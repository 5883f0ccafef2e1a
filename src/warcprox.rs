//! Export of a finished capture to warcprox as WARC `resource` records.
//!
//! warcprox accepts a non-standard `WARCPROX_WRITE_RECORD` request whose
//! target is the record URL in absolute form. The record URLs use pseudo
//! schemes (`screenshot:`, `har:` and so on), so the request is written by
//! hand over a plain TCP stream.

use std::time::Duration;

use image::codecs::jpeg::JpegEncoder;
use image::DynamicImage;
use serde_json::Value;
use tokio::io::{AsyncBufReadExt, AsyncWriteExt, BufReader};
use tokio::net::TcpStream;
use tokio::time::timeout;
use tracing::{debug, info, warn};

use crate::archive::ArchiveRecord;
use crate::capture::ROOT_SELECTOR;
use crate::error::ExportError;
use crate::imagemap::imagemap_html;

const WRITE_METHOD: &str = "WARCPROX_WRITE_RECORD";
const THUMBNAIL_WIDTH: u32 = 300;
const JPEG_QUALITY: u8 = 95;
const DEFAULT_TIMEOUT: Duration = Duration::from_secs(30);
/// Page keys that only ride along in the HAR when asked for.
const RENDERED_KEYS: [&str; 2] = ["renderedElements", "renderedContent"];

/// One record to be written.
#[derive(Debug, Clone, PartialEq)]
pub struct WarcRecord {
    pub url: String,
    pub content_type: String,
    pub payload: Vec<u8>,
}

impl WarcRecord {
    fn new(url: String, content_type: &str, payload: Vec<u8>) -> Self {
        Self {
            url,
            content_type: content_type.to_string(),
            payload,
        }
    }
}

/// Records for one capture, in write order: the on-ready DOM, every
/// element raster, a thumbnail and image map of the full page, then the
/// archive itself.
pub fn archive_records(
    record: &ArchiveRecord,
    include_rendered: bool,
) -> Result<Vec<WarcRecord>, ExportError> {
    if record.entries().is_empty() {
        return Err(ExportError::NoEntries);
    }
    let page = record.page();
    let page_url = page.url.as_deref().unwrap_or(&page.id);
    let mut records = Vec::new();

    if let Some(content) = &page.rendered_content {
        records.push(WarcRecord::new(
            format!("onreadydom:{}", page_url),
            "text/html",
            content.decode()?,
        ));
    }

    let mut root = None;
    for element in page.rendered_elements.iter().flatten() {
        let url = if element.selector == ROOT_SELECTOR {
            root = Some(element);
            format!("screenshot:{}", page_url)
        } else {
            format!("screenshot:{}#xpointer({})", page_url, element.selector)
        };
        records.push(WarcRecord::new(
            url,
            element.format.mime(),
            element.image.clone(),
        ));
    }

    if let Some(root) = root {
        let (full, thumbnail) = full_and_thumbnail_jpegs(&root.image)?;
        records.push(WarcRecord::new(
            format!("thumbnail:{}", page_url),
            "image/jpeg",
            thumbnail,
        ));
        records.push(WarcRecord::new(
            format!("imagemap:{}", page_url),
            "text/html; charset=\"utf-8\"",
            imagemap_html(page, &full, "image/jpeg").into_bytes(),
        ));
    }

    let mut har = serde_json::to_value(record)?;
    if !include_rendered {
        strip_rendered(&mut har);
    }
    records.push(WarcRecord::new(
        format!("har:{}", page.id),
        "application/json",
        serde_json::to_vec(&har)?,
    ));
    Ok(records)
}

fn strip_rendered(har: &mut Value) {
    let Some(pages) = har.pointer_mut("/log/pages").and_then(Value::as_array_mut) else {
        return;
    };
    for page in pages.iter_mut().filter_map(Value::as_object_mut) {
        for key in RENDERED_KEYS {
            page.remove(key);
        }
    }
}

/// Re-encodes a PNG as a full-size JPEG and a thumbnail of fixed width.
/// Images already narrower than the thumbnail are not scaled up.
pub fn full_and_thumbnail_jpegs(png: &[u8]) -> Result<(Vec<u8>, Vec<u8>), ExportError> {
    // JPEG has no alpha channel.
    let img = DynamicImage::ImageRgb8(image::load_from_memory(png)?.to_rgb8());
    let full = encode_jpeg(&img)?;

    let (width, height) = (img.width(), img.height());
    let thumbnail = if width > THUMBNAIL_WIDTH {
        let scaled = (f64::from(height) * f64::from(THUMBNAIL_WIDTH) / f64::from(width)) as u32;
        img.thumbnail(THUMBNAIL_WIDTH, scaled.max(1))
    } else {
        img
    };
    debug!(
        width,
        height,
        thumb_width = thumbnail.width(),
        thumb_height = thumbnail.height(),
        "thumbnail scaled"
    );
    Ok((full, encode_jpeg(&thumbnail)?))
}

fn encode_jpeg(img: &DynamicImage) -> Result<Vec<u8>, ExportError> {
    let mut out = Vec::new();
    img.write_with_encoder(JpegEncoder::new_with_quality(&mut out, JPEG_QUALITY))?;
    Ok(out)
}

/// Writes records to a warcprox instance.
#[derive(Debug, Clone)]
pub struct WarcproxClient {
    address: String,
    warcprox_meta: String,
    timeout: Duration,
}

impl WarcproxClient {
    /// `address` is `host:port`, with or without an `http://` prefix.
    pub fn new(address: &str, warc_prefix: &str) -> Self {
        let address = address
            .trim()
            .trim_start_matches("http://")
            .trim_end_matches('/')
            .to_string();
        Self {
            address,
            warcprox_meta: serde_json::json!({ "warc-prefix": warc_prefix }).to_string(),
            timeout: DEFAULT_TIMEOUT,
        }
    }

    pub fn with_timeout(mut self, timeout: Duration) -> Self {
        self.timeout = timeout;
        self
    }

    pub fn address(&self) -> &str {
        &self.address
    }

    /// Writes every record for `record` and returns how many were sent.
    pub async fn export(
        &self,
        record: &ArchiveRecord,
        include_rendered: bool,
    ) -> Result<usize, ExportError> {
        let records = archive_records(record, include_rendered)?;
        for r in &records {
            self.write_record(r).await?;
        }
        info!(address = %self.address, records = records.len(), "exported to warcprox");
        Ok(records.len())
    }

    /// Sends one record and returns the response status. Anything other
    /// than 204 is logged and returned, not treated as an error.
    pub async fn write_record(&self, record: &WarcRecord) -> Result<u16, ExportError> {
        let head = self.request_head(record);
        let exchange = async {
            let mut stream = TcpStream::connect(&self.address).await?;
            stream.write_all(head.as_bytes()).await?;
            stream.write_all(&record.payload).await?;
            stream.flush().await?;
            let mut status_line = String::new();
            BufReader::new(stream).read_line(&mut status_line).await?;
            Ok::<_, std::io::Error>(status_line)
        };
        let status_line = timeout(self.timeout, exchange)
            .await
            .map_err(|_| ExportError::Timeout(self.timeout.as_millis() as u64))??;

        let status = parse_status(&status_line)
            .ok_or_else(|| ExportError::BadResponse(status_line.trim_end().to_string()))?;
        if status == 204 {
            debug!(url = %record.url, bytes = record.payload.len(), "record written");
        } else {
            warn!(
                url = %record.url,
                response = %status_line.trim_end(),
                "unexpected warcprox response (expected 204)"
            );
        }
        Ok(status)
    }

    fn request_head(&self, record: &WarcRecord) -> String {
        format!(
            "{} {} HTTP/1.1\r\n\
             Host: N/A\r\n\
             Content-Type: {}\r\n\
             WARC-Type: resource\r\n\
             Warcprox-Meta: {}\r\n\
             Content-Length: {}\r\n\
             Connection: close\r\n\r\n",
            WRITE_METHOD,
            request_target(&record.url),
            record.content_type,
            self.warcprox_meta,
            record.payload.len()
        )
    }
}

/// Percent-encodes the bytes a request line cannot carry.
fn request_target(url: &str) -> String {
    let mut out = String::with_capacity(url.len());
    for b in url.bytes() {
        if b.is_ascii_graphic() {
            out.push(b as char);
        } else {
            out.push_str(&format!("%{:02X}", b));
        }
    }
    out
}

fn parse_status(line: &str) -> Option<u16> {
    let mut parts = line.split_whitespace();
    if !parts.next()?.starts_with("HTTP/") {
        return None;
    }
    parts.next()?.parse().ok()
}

What is being asked:
Which lines above run from the one containing "for key in RENDERED_KEYS" down to the one containing "let address = address"? Repeat exactly those, both ends included, and nothing else.

Response:
        for key in RENDERED_KEYS {
            page.remove(key);
        }
    }
}

/// Re-encodes a PNG as a full-size JPEG and a thumbnail of fixed width.
/// Images already narrower than the thumbnail are not scaled up.
pub fn full_and_thumbnail_jpegs(png: &[u8]) -> Result<(Vec<u8>, Vec<u8>), ExportError> {
    // JPEG has no alpha channel.
    let img = DynamicImage::ImageRgb8(image::load_from_memory(png)?.to_rgb8());
    let full = encode_jpeg(&img)?;

    let (width, height) = (img.width(), img.height());
    let thumbnail = if width > THUMBNAIL_WIDTH {
        let scaled = (f64::from(height) * f64::from(THUMBNAIL_WIDTH) / f64::from(width)) as u32;
        img.thumbnail(THUMBNAIL_WIDTH, scaled.max(1))
    } else {
        img
    };
    debug!(
        width,
        height,
        thumb_width = thumbnail.width(),
        thumb_height = thumbnail.height(),
        "thumbnail scaled"
    );
    Ok((full, encode_jpeg(&thumbnail)?))
}

fn encode_jpeg(img: &DynamicImage) -> Result<Vec<u8>, ExportError> {
    let mut out = Vec::new();
    img.write_with_encoder(JpegEncoder::new_with_quality(&mut out, JPEG_QUALITY))?;
    Ok(out)
}

/// Writes records to a warcprox instance.
#[derive(Debug, Clone)]
pub struct WarcproxClient {
    address: String,
    warcprox_meta: String,
    timeout: Duration,
}

impl WarcproxClient {
    /// `address` is `host:port`, with or without an `http://` prefix.
    pub fn new(address: &str, warc_prefix: &str) -> Self {
        let address = address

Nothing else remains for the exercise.